Fehlerhafte MD-Gutachten begründen keine dauerhafte Einstellung

Das Bundessozialgericht stellt klar, dass Krankenkassen das Risiko fehlerhafter medizinischer Bewertungen tragen. Unzureichende oder pauschale MD-Gutachten rechtfertigen keine Leistungseinstellung. Wird ein solches Gutachten später korrigiert, folgt die rückwirkende Nachzahlung (BSG, Urteil vom 11.05.2017, Az. B 3 KR 22/15 R).

Verzinsung bei schuldhafter Verzögerung

Wird die Auszahlung trotz klarer Rechtslage schuldhaft verzögert, kann zusätzlich ein Verzinsungsanspruch entstehen. § 44 Abs. 1 SGB I eröffnet diese Möglichkeit. Eine Verzinsung ist jedoch stets einzelfallabhängig und kein Automatismus.

FAQ: Rückwirkendes Krankengeld

Kann Krankengeld rückwirkend gezahlt werden?
Ja, wenn eine Einstellung rechtswidrig war und aufgehoben wird, muss die Krankenkasse rückwirkend zahlen.

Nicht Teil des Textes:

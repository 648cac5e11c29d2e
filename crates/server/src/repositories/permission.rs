use sqlx::SqlitePool;

use crate::models::Permission;

const SELECT_PERMISSION: &str = r#"
    SELECT p.id, p.module, p.model, p.action, p.description
    FROM permissions p
"#;

pub struct PermissionRepository;

impl PermissionRepository {
    /// Insert a permission unless the (module, model, action) triple exists
    pub async fn insert_if_missing(
        pool: &SqlitePool,
        module: &str,
        model: &str,
        action: &str,
        description: &str,
    ) -> Result<bool, sqlx::Error> {
        let result = sqlx::query(
            r#"
            INSERT OR IGNORE INTO permissions (module, model, action, description)
            VALUES ($1, $2, $3, $4)
            "#,
        )
        .bind(module)
        .bind(model)
        .bind(action)
        .bind(description)
        .execute(pool)
        .await?;

        Ok(result.rows_affected() > 0)
    }

    pub async fn list(
        pool: &SqlitePool,
        module: Option<&str>,
    ) -> Result<Vec<Permission>, sqlx::Error> {
        let query = format!(
            "{} WHERE ($1 IS NULL OR p.module = $1) ORDER BY p.id",
            SELECT_PERMISSION
        );
        sqlx::query_as::<_, Permission>(&query)
            .bind(module)
            .fetch_all(pool)
            .await
    }

    pub async fn get_by_id(pool: &SqlitePool, id: i64) -> Result<Option<Permission>, sqlx::Error> {
        let query = format!("{} WHERE p.id = $1", SELECT_PERMISSION);
        sqlx::query_as::<_, Permission>(&query)
            .bind(id)
            .fetch_optional(pool)
            .await
    }

    pub async fn list_ids(pool: &SqlitePool) -> Result<Vec<i64>, sqlx::Error> {
        sqlx::query_scalar("SELECT id FROM permissions ORDER BY id")
            .fetch_all(pool)
            .await
    }

    /// Permissions granted to a group
    pub async fn for_group(pool: &SqlitePool, group_id: i64) -> Result<Vec<Permission>, sqlx::Error> {
        let query = format!(
            r#"{}
            JOIN group_permissions gp ON gp.permission_id = p.id
            WHERE gp.group_id = $1
            ORDER BY p.id"#,
            SELECT_PERMISSION
        );
        sqlx::query_as::<_, Permission>(&query)
            .bind(group_id)
            .fetch_all(pool)
            .await
    }

    /// `module_model_action` codes granted to a group
    pub async fn codes_for_group(
        pool: &SqlitePool,
        group_id: i64,
    ) -> Result<Vec<String>, sqlx::Error> {
        sqlx::query_scalar(
            r#"
            SELECT p.module || '_' || p.model || '_' || p.action
            FROM permissions p
            JOIN group_permissions gp ON gp.permission_id = p.id
            WHERE gp.group_id = $1
            ORDER BY p.id
            "#,
        )
        .bind(group_id)
        .fetch_all(pool)
        .await
    }
}
use serde::Serialize;
use tokio::sync::oneshot;
use utoipa::ToSchema;

#[derive(Debug, thiserror::Error, PartialEq, Eq)]
pub enum SchedulerError {
    #[error("Job '{0}' is already running")]
    JobAlreadyRunning(String),

    #[error("Job '{0}' not found")]
    JobNotFound(String),

    #[error("Scheduler is not running")]
    Stopped,
}

/// Snapshot of one registered job
#[derive(Debug, Clone, Serialize, ToSchema)]
#[serde(rename_all = "camelCase")]
pub struct JobStatus {
    pub name: &'static str,
    pub interval_secs: u64,
    pub is_running: bool,
}

pub enum SchedulerMessage {
    TriggerJob {
        job_name: String,
        reply: oneshot::Sender<Result<(), SchedulerError>>,
    },
    ListJobs {
        reply: oneshot::Sender<Vec<JobStatus>>,
    },
    TimerTick {
        job_name: &'static str,
    },
    JobCompleted {
        job_name: &'static str,
        success: bool,
    },
}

Ab welchem Zeitpunkt erfolgt die Nachzahlung?
Ab dem Tag der unrechtmäßigen Einstellung des Krankengeldes.

Reicht ein Widerspruch aus?
Oft ja, in anderen Fällen entscheidet erst das Sozialgericht.

Kann ich zusätzlich Zinsen verlangen?
Bei schuldhafter Verzögerung kann ein Verzinsungsanspruch bestehen.

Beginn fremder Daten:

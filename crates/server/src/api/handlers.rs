pub(crate) mod assets;
pub(crate) mod auth;
pub(crate) mod datasync;
pub(crate) mod documents;
pub(crate) mod health;
pub(crate) mod invoices;
pub(crate) mod lendings;
pub(crate) mod logs;
pub(crate) mod maintenances;
pub(crate) mod people;
pub(crate) mod terms;
pub(crate) mod verifications;

use axum::extract::multipart::Field;

use crate::error::{AppError, AppResult};

// Re-export all handlers
pub use assets::{
    bulk_create_assets, create_asset, disposal_reasons, dispose_asset, export_assets, fix_status,
    get_asset, get_asset_history, inactivate_asset, list_asset_statuses, list_asset_types,
    list_assets, update_asset,
};
pub use auth::{
    change_password, create_group, create_user, get_group, get_user, list_groups,
    list_permissions, list_users, login, logout, refresh_token, send_new_password, update_group,
    update_user,
};
pub use datasync::{fetch_totvs, list_jobs, list_sync_records};
pub use documents::{
    create_contract, create_revoke_contract, create_revoke_term, create_term_document,
    create_verification_document, download_document, list_documents, upload_contract,
    upload_revoke_contract, upload_revoke_term, upload_term,
};
pub use health::{docs, health, openapi_json, root, sqlserver_check};
pub use invoices::{create_invoice, delete_invoice, get_invoice, list_invoices, update_invoice};
pub use lendings::{
    create_lending, create_witness, delete_lending, get_lending, list_lending_statuses,
    list_lendings, list_witnesses, list_workloads, update_lending,
};
pub use logs::list_logs;
pub use maintenances::{
    create_maintenance, create_upgrade, get_maintenance, get_upgrade, list_maintenance_actions,
    list_maintenance_statuses, list_maintenances, list_upgrades, update_maintenance,
    update_upgrade,
};
pub use people::{
    create_employee, employee_lending_history, employees_select, get_employee,
    list_cost_centers, list_educational_levels, list_employees, list_genders,
    list_marital_statuses, list_nationalities, list_roles, update_employee,
};
pub use terms::{
    create_term, get_term, list_term_statuses, list_term_types, list_terms, update_term,
};
pub use verifications::{create_answers, create_verification, list_answers, list_verifications};

fn multipart_error(e: impl std::fmt::Display) -> AppError {
    AppError::bad_request(format!("Invalid multipart form: {}", e))
}

async fn field_text(field: Field<'_>) -> AppResult<String> {
    field.text().await.map_err(multipart_error)
}

async fn field_bytes(field: Field<'_>) -> AppResult<Vec<u8>> {
    Ok(field.bytes().await.map_err(multipart_error)?.to_vec())
}

#[cfg(test)]
pub(crate) mod test_support {
    use axum::body::Body;
    use axum::http::{header, Request, StatusCode};
    use axum::Router;
    use http_body_util::BodyExt;
    use serde_json::Value;
    use tower::ServiceExt;

    use crate::api::create_router;
    use crate::config::Config;
    use crate::state::AppState;
    use crate::testing::{test_pool, FIXTURE_PASSWORD};

    /// Router over a fresh database, plus the pool behind it
    pub async fn app() -> (Router, AppState) {
        let pool = test_pool().await;
        let mut config = Config::new("sqlite::memory:".to_string());
        let dir = std::env::temp_dir().join(format!("agile-test-{}", rand::random::<u64>()));
        config.storage_dir = dir;
        let state = AppState::new(pool, config, None);
        (create_router(state.clone()), state)
    }

    pub async fn send(
        app: &Router,
        method: &str,
        uri: &str,
        token: Option<&str>,
        body: Option<Value>,
    ) -> (StatusCode, Value) {
        let mut request = Request::builder().method(method).uri(uri);
        if let Some(token) = token {
            request = request.header(header::AUTHORIZATION, format!("Bearer {}", token));
        }
        let request = match body {
            Some(body) => request
                .header(header::CONTENT_TYPE, "application/json")
                .body(Body::from(body.to_string()))
                .unwrap(),
            None => request.body(Body::empty()).unwrap(),
        };

        let response = app.clone().oneshot(request).await.unwrap();
        let status = response.status();
        let bytes = response.into_body().collect().await.unwrap().to_bytes();
        let value = if bytes.is_empty() {
            Value::Null
        } else {
            serde_json::from_slice(&bytes).unwrap_or_else(|_| {
                Value::String(String::from_utf8_lossy(&bytes).to_string())
            })
        };
        (status, value)
    }

    /// Access token of `username`, who must exist with the fixture password
    pub async fn login(app: &Router, username: &str) -> String {
        let (status, body) = send(
            app,
            "POST",
            "/api/v1/auth/login/",
            None,
            Some(serde_json::json!({"username": username, "password": FIXTURE_PASSWORD})),
        )
        .await;
        assert_eq!(status, StatusCode::OK, "{}", body);
        body["accessToken"].as_str().unwrap().to_string()
    }
}
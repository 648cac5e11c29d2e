use async_trait::async_trait;
use std::sync::Arc;
use std::time::Duration;

use super::traits::{JobResult, SchedulerJob};
use crate::services::AuthService;

/// Removes token rows whose refresh token can no longer be used.
pub struct TokenCleanupJob {
    auth: Arc<AuthService>,
}

impl TokenCleanupJob {
    pub fn new(auth: Arc<AuthService>) -> Self {
        Self { auth }
    }
}

#[async_trait]
impl SchedulerJob for TokenCleanupJob {
    fn name(&self) -> &'static str {
        "TokenCleanup"
    }

    fn interval(&self) -> Duration {
        Duration::from_secs(3600)
    }

    async fn execute(&self) -> JobResult {
        match self.auth.purge_expired_tokens().await {
            Ok(0) => tracing::debug!("Token cleanup completed: nothing to delete"),
            Ok(deleted) => tracing::info!("Token cleanup completed: {} tokens deleted", deleted),
            Err(e) => tracing::error!("Token cleanup failed: {}", e),
        }
        Ok(())
    }
}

Welche Fristen sind entscheidend?
Vor allem die einmonatige Widerspruchsfrist nach Zugang des Bescheids.

Fazit: Rückwirkendes Krankengeld ist Ihr gutes Recht

Stellt eine Krankenkasse Krankengeld zu Unrecht ein, muss sie zahlen – vollständig und rückwirkend. Wer fristgerecht widerspricht, medizinisch sauber argumentiert und notfalls klagt, setzt seinen Anspruch durch. Rückwirkendes Krankengeld ist keine Ausnahme, sondern die zwingende Folge rechtswidriger Entscheidungen.